**Task brief**. Find all lines in the records that include the word "struct", and copy them out.

[Stored items]
- - -

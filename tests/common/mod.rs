//! In-process ESL server for integration tests.
//!
//! Speaks just enough of the protocol: optional `auth/request` greeting,
//! `auth`, `ping` (answered with `-ERR command not found` like FreeSWITCH),
//! `api` and `bgapi`. A few `api` verbs drive special behavior:
//!
//! - `api fail` replies with an `-ERR` body
//! - `api sleep <ms>` waits before replying
//! - `api events` sends one `text/event-plain` frame before the reply
//! - `api hangup` closes the socket without replying
//!
//! `event <format> <names>` is acknowledged and then followed by one
//! `text/event-plain` frame, as a subscribed socket would see.

#![allow(dead_code)]

use std::net::SocketAddr;
use std::sync::atomic::{AtomicUsize, Ordering};
use std::sync::{Arc, Mutex};
use std::time::Duration;

use freeswitch_esl_pool::protocol::read_frame;
use freeswitch_esl_pool::PoolConfig;
use tokio::io::{AsyncWriteExt, BufReader};
use tokio::net::tcp::OwnedWriteHalf;
use tokio::net::{TcpListener, TcpStream};
use tokio::sync::Semaphore;
use tokio_util::sync::CancellationToken;

pub const PASSWORD: &str = "ClueCon";

pub const EVENT_BODY: &str =
    "Event-Name: CUSTOM\nEvent-Subclass: mock%3A%3Atick\nUnique-ID: mock-uuid-1\n\n";

#[derive(Clone)]
pub struct MockBehavior {
    pub password: String,
    pub send_greeting: bool,
    /// When set, every `ping` reply waits for one permit.
    pub ping_gate: Option<Arc<Semaphore>>,
}

impl Default for MockBehavior {
    fn default() -> Self {
        Self {
            password: PASSWORD.to_string(),
            send_greeting: true,
            ping_gate: None,
        }
    }
}

pub struct MockServer {
    pub addr: SocketAddr,
    accepted: Arc<AtomicUsize>,
    connections: Arc<Mutex<Vec<CancellationToken>>>,
    shutdown: CancellationToken,
}

impl MockServer {
    pub async fn start() -> Self {
        Self::start_with(MockBehavior::default()).await
    }

    pub async fn start_with(behavior: MockBehavior) -> Self {
        init_tracing();
        let listener = TcpListener::bind("127.0.0.1:0")
            .await
            .unwrap();
        let addr = listener
            .local_addr()
            .unwrap();
        let accepted = Arc::new(AtomicUsize::new(0));
        let connections = Arc::new(Mutex::new(Vec::new()));
        let shutdown = CancellationToken::new();

        let server = Self {
            addr,
            accepted: Arc::clone(&accepted),
            connections: Arc::clone(&connections),
            shutdown: shutdown.clone(),
        };

        tokio::spawn(async move {
            loop {
                let stream = tokio::select! {
                    _ = shutdown.cancelled() => break,
                    res = listener.accept() => match res {
                        Ok((stream, _)) => stream,
                        Err(_) => break,
                    },
                };
                let n = accepted.fetch_add(1, Ordering::SeqCst);
                let kill = shutdown.child_token();
                connections
                    .lock()
                    .unwrap()
                    .push(kill.clone());
                tokio::spawn(serve(stream, behavior.clone(), kill, n));
            }
        });

        server
    }

    /// Pool config pointing at this server with quiet background loops and
    /// no warm-up.
    pub fn config(&self) -> PoolConfig {
        let mut config = PoolConfig::new("127.0.0.1", self.addr.port());
        config.password = PASSWORD.to_string();
        config.connect_timeout = Duration::from_secs(2);
        config.read_timeout = Duration::from_secs(5);
        config.write_timeout = Duration::from_secs(2);
        config.probe_timeout = Duration::from_secs(2);
        config.acquire_timeout = Duration::from_secs(5);
        config.health_check_interval = Duration::from_secs(3600);
        config.eviction_interval = Duration::from_secs(3600);
        config.warm_up = 0;
        config
    }

    /// Connections accepted so far.
    pub fn accepted(&self) -> usize {
        self.accepted
            .load(Ordering::SeqCst)
    }

    /// Close every server-side socket accepted so far.
    pub fn drop_all_connections(&self) {
        for kill in self
            .connections
            .lock()
            .unwrap()
            .drain(..)
        {
            kill.cancel();
        }
    }
}

impl Drop for MockServer {
    fn drop(&mut self) {
        self.shutdown
            .cancel();
    }
}

/// Route crate logs to the test output; filter with `RUST_LOG`.
pub fn init_tracing() {
    let _ = tracing_subscriber::fmt()
        .with_env_filter(
            tracing_subscriber::EnvFilter::try_from_default_env()
                .unwrap_or_else(|_| tracing_subscriber::EnvFilter::new("warn")),
        )
        .with_test_writer()
        .try_init();
}

/// Poll `check` until it holds or two seconds pass.
pub async fn wait_until(mut check: impl FnMut() -> bool) -> bool {
    let deadline = tokio::time::Instant::now() + Duration::from_secs(2);
    while tokio::time::Instant::now() < deadline {
        if check() {
            return true;
        }
        tokio::time::sleep(Duration::from_millis(10)).await;
    }
    check()
}

pub fn command_reply(reply_text: &str) -> String {
    format!(
        "Content-Type: command/reply\nReply-Text: {}\n\n",
        reply_text
    )
}

pub fn api_response(body: &str) -> String {
    format!(
        "Content-Type: api/response\nContent-Length: {}\n\n{}",
        body.len(),
        body
    )
}

pub fn event_frame() -> String {
    format!(
        "Content-Length: {}\nContent-Type: text/event-plain\n\n{}",
        EVENT_BODY.len(),
        EVENT_BODY
    )
}

async fn send(writer: &mut OwnedWriteHalf, data: &str) -> bool {
    writer
        .write_all(data.as_bytes())
        .await
        .is_ok()
}

async fn serve(stream: TcpStream, behavior: MockBehavior, kill: CancellationToken, conn: usize) {
    let (reader, mut writer) = stream.into_split();
    let mut reader = BufReader::new(reader);

    if behavior.send_greeting && !send(&mut writer, "Content-Type: auth/request\n\n").await {
        return;
    }

    loop {
        let frame = tokio::select! {
            _ = kill.cancelled() => return,
            frame = read_frame(&mut reader) => frame,
        };
        let Ok(frame) = frame else {
            return;
        };
        let text = String::from_utf8_lossy(frame.as_bytes()).to_string();
        let verb = text
            .lines()
            .next()
            .unwrap_or("")
            .trim()
            .to_string();

        let ok = if let Some(password) = verb.strip_prefix("auth ") {
            if password == behavior.password {
                send(&mut writer, &command_reply("+OK accepted")).await
            } else {
                let _ = send(&mut writer, &command_reply("-ERR invalid")).await;
                return;
            }
        } else if verb == "ping" {
            if let Some(gate) = &behavior.ping_gate {
                tokio::select! {
                    _ = kill.cancelled() => return,
                    permit = gate.acquire() => match permit {
                        Ok(permit) => permit.forget(),
                        Err(_) => return,
                    },
                }
            }
            send(&mut writer, &command_reply("-ERR command not found")).await
        } else if let Some(command) = verb.strip_prefix("api ") {
            if command == "fail" {
                send(&mut writer, &api_response("-ERR no such command\n")).await
            } else if command == "hangup" {
                return;
            } else if command == "events" {
                send(&mut writer, &event_frame()).await
                    && send(&mut writer, &api_response("+OK events\n")).await
            } else if let Some(ms) = command.strip_prefix("sleep ") {
                let ms = ms
                    .parse()
                    .unwrap_or(0);
                tokio::select! {
                    _ = kill.cancelled() => return,
                    _ = tokio::time::sleep(Duration::from_millis(ms)) => {}
                }
                send(&mut writer, &api_response("+OK slept\n")).await
            } else {
                send(&mut writer, &api_response(&format!("+OK {}\n", command))).await
            }
        } else if let Some(subscription) = verb.strip_prefix("event ") {
            let format = subscription
                .split_whitespace()
                .next()
                .unwrap_or("plain");
            send(
                &mut writer,
                &command_reply(&format!("+OK event listener enabled {}", format)),
            )
            .await
                && send(&mut writer, &event_frame()).await
        } else if verb.starts_with("bgapi ") {
            let job = format!("mock-job-{}", conn);
            send(
                &mut writer,
                &format!(
                    "Content-Type: command/reply\nReply-Text: +OK Job-UUID: {}\nJob-UUID: {}\n\n",
                    job, job
                ),
            )
            .await
        } else {
            send(&mut writer, &command_reply("-ERR command not found")).await
        };

        if !ok {
            return;
        }
    }
}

- - -

**Final answer**.
pub struct MockBehavior {
pub struct MockServer {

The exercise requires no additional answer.